Red flags to look for
- Email from a slightly off employee address (john.smith@gmaiI.com vs gmail.com)
- Casual tone but no prior conversation thread
- Requests urgency: 'before this Friday's payroll'
- Asks to change to an account that doesn't match employee records
- Refuses to call to verify, citing 'in meetings'
Real examples
Email to HR
Hi Linda, I switched banks recently — can you update my direct deposit to this new account before Friday's pay run? Routing 121000358, account 8847291038. Thanks! — Mike
Likely Scam
Even if 'Mike' is a real employee, the email is from a spoofed or compromised address. Real Mike's identity should always be verified by phone (using a number you already have) before any payroll change.
What to do
- Always verify by phone (using a number you already had — not a number in the email) before changing any direct deposit.
- Set a policy: no direct deposit changes by email alone, ever.
- Use multi-factor confirmation: in-person or video call.
- Train all payroll/HR staff on BEC patterns.
- If a fraudulent change went through: immediately contact your bank's fraud team — sometimes funds can be recalled within hours.

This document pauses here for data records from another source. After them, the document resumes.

//! Identifier grammar shared by the tree and equipment stores.
//!
//! Node ids are lineage-encoded: parent id, a dash, then the 1-based position
//! the child received at creation time. Positions are never renumbered after
//! sibling deletions, so ids stay unique but may become non-contiguous.

/// Parent ids of this length or longer may not receive children.
///
/// The threshold is a string-length check on the id, not a level count. It is
/// part of the durable identifier contract and must not be reinterpreted.
pub const MAX_PARENT_ID_LEN: usize = 9;

/// Id for a child created at the given 1-based position under `parent_id`.
pub fn child_id(parent_id: &str, position: usize) -> String {
    format!("{parent_id}-{position}")
}

/// Id for an equipment record created at the given 1-based position under a node.
pub fn equipment_id(node_id: &str, position: usize) -> String {
    format!("{node_id}-equip-{position}")
}

/// Returns true when a node may not receive further children.
pub fn is_at_max_depth(id: &str) -> bool {
    id.len() >= MAX_PARENT_ID_LEN
}

#[cfg(test)]
mod tests {
    use super::*;

    #[test]
    fn equipment_id_format() {
        assert_eq!(equipment_id("1-1", 1), "1-1-equip-1");
        assert_eq!(equipment_id("1-1-2", 12), "1-1-2-equip-12");
    }

    #[test]
    fn depth_guard_is_a_length_check() {
        assert!(!is_at_max_depth("1-1-1-1"));
        assert!(is_at_max_depth("1-1-1-1-1"));
        // Length, not level: a long root id hits the guard at depth one.
        assert!(is_at_max_depth("123456789"));
    }
}
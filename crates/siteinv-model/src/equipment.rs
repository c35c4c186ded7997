use serde::{Deserialize, Serialize};

/// A piece of equipment associated with a tree node by id key only.
///
/// There is no back-reference to the node; the association survives deletion
/// of the node itself (the owning store does not cascade).
#[derive(Debug, Clone, PartialEq, Eq, Serialize, Deserialize)]
pub struct EquipmentRecord {
    pub id: String,
    pub name: String,
    #[serde(rename = "type")]
    pub kind: String,
    /// Free-form date string; no calendar validation is performed.
    #[serde(rename = "installationDate")]
    pub installation_date: String,
}

/// Payload for creating an equipment record; the store assigns the id.
#[derive(Debug, Clone, Default, PartialEq, Eq, Serialize, Deserialize)]
pub struct NewEquipment {
    pub name: String,
    #[serde(rename = "type")]
    pub kind: String,
    #[serde(rename = "installationDate")]
    pub installation_date: String,
}

/// Partial patch applied to an existing equipment record.
#[derive(Debug, Clone, Default, PartialEq, Eq, Serialize, Deserialize)]
pub struct EquipmentPatch {
    #[serde(default, skip_serializing_if = "Option::is_none")]
    pub name: Option<String>,
    #[serde(rename = "type", default, skip_serializing_if = "Option::is_none")]
    pub kind: Option<String>,
    #[serde(
        rename = "installationDate",
        default,
        skip_serializing_if = "Option::is_none"
    )]
    pub installation_date: Option<String>,
}
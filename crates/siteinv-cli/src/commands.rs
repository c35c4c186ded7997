//! Command implementations: load a forest, run the batch, print JSON.

use std::collections::BTreeMap;
use std::path::Path;

use anyhow::Context;
use serde::Serialize;
use siteinv_model::{EquipmentRecord, TreeNode};
use siteinv_store::{EquipmentStore, TreeStore, seed};
use tracing::{info, warn};

use crate::cli::{ApplyArgs, ShowArgs};
use crate::ops::Operation;

/// Final state printed by `apply`.
#[derive(Debug, Serialize)]
pub struct ApplyOutcome {
    pub forest: Vec<TreeNode>,
    pub equipment: BTreeMap<String, Vec<EquipmentRecord>>,
    pub applied: usize,
    pub failed: usize,
}

pub fn run_show(args: &ShowArgs) -> anyhow::Result<()> {
    let store = load_store(args.input.as_deref())?;
    println!("{}", serde_json::to_string_pretty(&store.forest())?);
    Ok(())
}

pub fn run_apply(args: &ApplyArgs) -> anyhow::Result<ApplyOutcome> {
    let mut tree = load_store(args.input.as_deref())?;
    let mut equipment = EquipmentStore::new();

    let raw = std::fs::read_to_string(&args.ops)
        .with_context(|| format!("failed to read ops file {}", args.ops.display()))?;
    let batch: Vec<Operation> = serde_json::from_str(&raw)
        .with_context(|| format!("failed to parse ops file {}", args.ops.display()))?;

    let total = batch.len();
    let mut failed = 0usize;
    for (index, operation) in batch.into_iter().enumerate() {
        if let Err(error) = apply_one(&mut tree, &mut equipment, operation) {
            warn!(index, %error, "operation rejected");
            failed += 1;
        }
    }
    info!(total, failed, "batch finished");

    Ok(ApplyOutcome {
        forest: tree.forest(),
        equipment: equipment.snapshot(),
        applied: total - failed,
        failed,
    })
}

fn apply_one(
    tree: &mut TreeStore,
    equipment: &mut EquipmentStore,
    operation: Operation,
) -> anyhow::Result<()> {
    match operation {
        Operation::Add { parent, payload } => {
            tree.add(&parent, payload)?;
        }
        Operation::Update { id, patch } => tree.update(&id, patch)?,
        Operation::Delete { id } => tree.delete(&id)?,
        Operation::Move { dragged, target } => tree.move_node(&dragged, &target)?,
        Operation::AddEquipment { node, payload } => {
            equipment.add(&node, payload)?;
        }
        Operation::UpdateEquipment { node, id, patch } => equipment.update(&node, &id, patch)?,
        Operation::DeleteEquipment { node, id } => equipment.delete(&node, &id)?,
    }
    Ok(())
}

fn load_store(input: Option<&Path>) -> anyhow::Result<TreeStore> {
    let forest = match input {
        Some(path) => {
            let raw = std::fs::read_to_string(path)
                .with_context(|| format!("failed to read forest file {}", path.display()))?;
            serde_json::from_str::<Vec<TreeNode>>(&raw)
                .with_context(|| format!("failed to parse forest file {}", path.display()))?
        }
        None => seed::default_forest(),
    };
    TreeStore::from_forest(forest).context("forest contains duplicate ids")
}
//! Initial dataset for the inventory, exposed as an explicit factory so
//! callers and tests can start from the seed, a custom forest, or empty.

use serde_json::{Value, json};
use siteinv_model::{Attributes, TreeNode};

fn attr(key: &str, value: Value) -> Attributes {
    Attributes::from([(key.to_string(), value)])
}

/// The default city inventory: one city, two districts, streets, buildings
/// and entrances, with the sample attributes the application ships with.
pub fn default_forest() -> Vec<TreeNode> {
    vec![
        TreeNode::new("1", "City")
            .with_attributes(attr("population", json!(10000)))
            .with_children(vec![
                TreeNode::new("1-1", "District 1")
                    .with_attributes(attr("area", json!(500)))
                    .with_children(vec![
                        TreeNode::new("1-1-1", "Street A")
                            .with_attributes(attr("length", json!("1km")))
                            .with_children(vec![
                                TreeNode::new("1-1-1-1", "Building 1")
                                    .with_attributes(attr("builtYear", json!(1990)))
                                    .with_children(vec![
                                        TreeNode::new("1-1-1-1-1", "Entrance 1")
                                            .with_attributes(attr("capacity", json!(10))),
                                        TreeNode::new("1-1-1-1-2", "Entrance 2")
                                            .with_attributes(attr("capacity", json!(30))),
                                    ]),
                                TreeNode::new("1-1-1-2", "Building 2")
                                    .with_attributes(attr("builtYear", json!(2000)))
                                    .with_children(vec![
                                        TreeNode::new("1-1-1-2-1", "Entrance 1")
                                            .with_attributes(attr("capacity", json!(25))),
                                        TreeNode::new("1-1-1-2-2", "Entrance 2")
                                            .with_attributes(attr("capacity", json!(38))),
                                    ]),
                            ]),
                        TreeNode::new("1-1-2", "Street B")
                            .with_attributes(attr("length", json!("500m"))),
                    ]),
                TreeNode::new("1-2", "District 2")
                    .with_attributes(attr("population", json!(5000))),
            ]),
    ]
}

Not sure about a message? Check it in seconds.
Paste any suspicious text, email, link, or screenshot into Double Check and get a plain-English answer instantly. Free to start. Family alerts included.
Why scammers use this approach
Payroll BEC is one of the highest-yield attacks per attempt: a successful scam captures an entire paycheck, sometimes for months before discovery. Scammers harvest employee names from LinkedIn and compromise or spoof email accounts.
Frequently asked questions
Who's responsible if money goes to the scammer's account?
Legally complex. Often the employer bears partial liability if they didn't follow proper verification. Banks typically can't reverse the transaction. Prevention is everything.